The NameNode is a Single Point of Failure for the HDFS Cluster. HDFS is not currently a High Availability system. When the NameNode goes down, the file system goes offline. There is an optional SecondaryNameNode that can be hosted on a separate machine. It only creates checkpoints of the namespace by merging the edits file into the fsimage file and does not provide any real redundancy. Hadoop 0.21+ has a BackupNameNode that is part of a plan to have an HA name service, but it needs active contributions from the people who want it (i.e. you) to make it Highly Available.

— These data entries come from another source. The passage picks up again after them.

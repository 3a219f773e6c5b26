//! Generation pipeline
//!
//! describe columns → translate → build the [`ModelSpec`] → render → emit.

use crate::codegen::{CodeRenderer, GeneratedFile, ModelSpec, ModulePathResolver};
use crate::config::GeneratorConfig;
use crate::emit::{EmittedFile, Emitter, FileSink, LocalFileSystem};
use crate::error::Result;
use crate::schema::{
    describe_as_json, translate, ConnectionSettings, MySqlSchemaSource, RawColumn, SchemaSource,
};
use std::path::Path;
use tracing::{debug, info};

/// Result of one generator run
#[derive(Debug, Clone)]
pub struct GenerationReport {
    /// The model that was generated
    pub spec: ModelSpec,
    /// Every file considered, in emission order
    pub files: Vec<EmittedFile>,
}

/// Drives one generation run for a validated configuration
#[derive(Debug, Clone)]
pub struct Generator {
    config: GeneratorConfig,
    resolver: ModulePathResolver,
    settings: ConnectionSettings,
}

impl Generator {
    /// Create a generator
    ///
    /// # Errors
    ///
    /// Returns [`crate::GenError::Validation`] if required options are missing.
    pub fn new(config: GeneratorConfig, working_dir: &Path) -> Result<Self> {
        config.validate()?;
        let resolver = ModulePathResolver::from_config(&config.module_root, working_dir);
        Ok(Self {
            config,
            resolver,
            settings: ConnectionSettings::default(),
        })
    }

    /// The configuration in use
    #[must_use]
    pub const fn config(&self) -> &GeneratorConfig {
        &self.config
    }

    /// Pool settings for the schema connection and the generated utility
    #[must_use]
    pub const fn settings(&self) -> &ConnectionSettings {
        &self.settings
    }

    /// Fetch the column descriptions of the configured table
    ///
    /// # Errors
    ///
    /// Propagates the schema source's error, e.g.
    /// [`crate::GenError::TableNotFound`].
    pub async fn describe<S>(&self, source: &S) -> Result<Vec<RawColumn>>
    where
        S: SchemaSource + ?Sized,
    {
        let columns = source.describe_columns(self.config.table_name()).await?;
        debug!(table = %self.config.table_name(), columns = %describe_as_json(&columns), "described table");
        Ok(columns)
    }

    /// Translate columns into the model to generate
    ///
    /// # Errors
    ///
    /// Returns [`crate::GenError::Validation`] if two columns collide on the
    /// same member name.
    pub fn plan(&self, columns: &[RawColumn]) -> Result<ModelSpec> {
        let (fields, needs_datetime_import) = translate(columns);
        ModelSpec::new(&self.config, fields, needs_datetime_import, &self.resolver)
    }

    /// Render the files for `spec`
    ///
    /// # Errors
    ///
    /// Returns [`crate::GenError::Template`] if a template fails to render.
    pub fn render(&self, spec: &ModelSpec) -> Result<Vec<GeneratedFile>> {
        CodeRenderer::with_settings(spec, self.settings.clone()).render_all()
    }

    /// Write rendered files through `sink`
    ///
    /// # Errors
    ///
    /// Returns [`crate::GenError::Io`] on the first failed write.
    pub fn emit<F: FileSink>(&self, sink: F, files: &[GeneratedFile]) -> Result<Vec<EmittedFile>> {
        Emitter::new(sink, self.config.force).emit_all(files)
    }

    /// Run the whole pipeline against `source`, writing through `sink`
    ///
    /// # Errors
    ///
    /// Returns the first error of any stage.
    pub async fn generate<S, F>(&self, source: &S, sink: F) -> Result<GenerationReport>
    where
        S: SchemaSource + ?Sized,
        F: FileSink,
    {
        let columns = self.describe(source).await?;
        let spec = self.plan(&columns)?;
        let rendered = self.render(&spec)?;
        let files = self.emit(sink, &rendered)?;
        info!(model = %spec.model_name, files = files.len(), "generation finished");
        Ok(GenerationReport { spec, files })
    }
}

/// Connect to the configured database and generate into `working_dir`
///
/// # Errors
///
/// Returns [`crate::GenError::Validation`] for incomplete options,
/// [`crate::GenError::Connection`] if the database is unreachable, and any
/// error of the later stages.
pub async fn run(config: GeneratorConfig, working_dir: &Path) -> Result<GenerationReport> {
    let generator = Generator::new(config, working_dir)?;
    let source = MySqlSchemaSource::connect(&generator.config().connection, generator.settings()).await?;
    let report = generator
        .generate(&source, LocalFileSystem::new(working_dir))
        .await;
    source.close().await;
    report
}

from http://wiki.apache.org/hadoop/NameNode

So why is the NameNode a single point of failure? What is bad or difficult about having a complete duplicate of the NameNode running as well?

Best Answer

Why does the design of HDFS have a single name node? Simplicity. According to http://hadoop.apache.org/common/docs/r0.20.2/hdfs_design.html#NameNode+and+DataNodes:

The existence of a single NameNode in a cluster greatly simplifies the architecture of the system. The NameNode is the arbitrator and repository for all HDFS metadata.

You can have a secondary name node that can take over when the primary fails (see http://hadoop.apache.org/common/docs/current/hadoop-yarn/hadoop-yarn-site/HDFSHighAvailability.html) and there are design proposals for distributed name nodes but, as far as I know, none are implemented reliably at this time.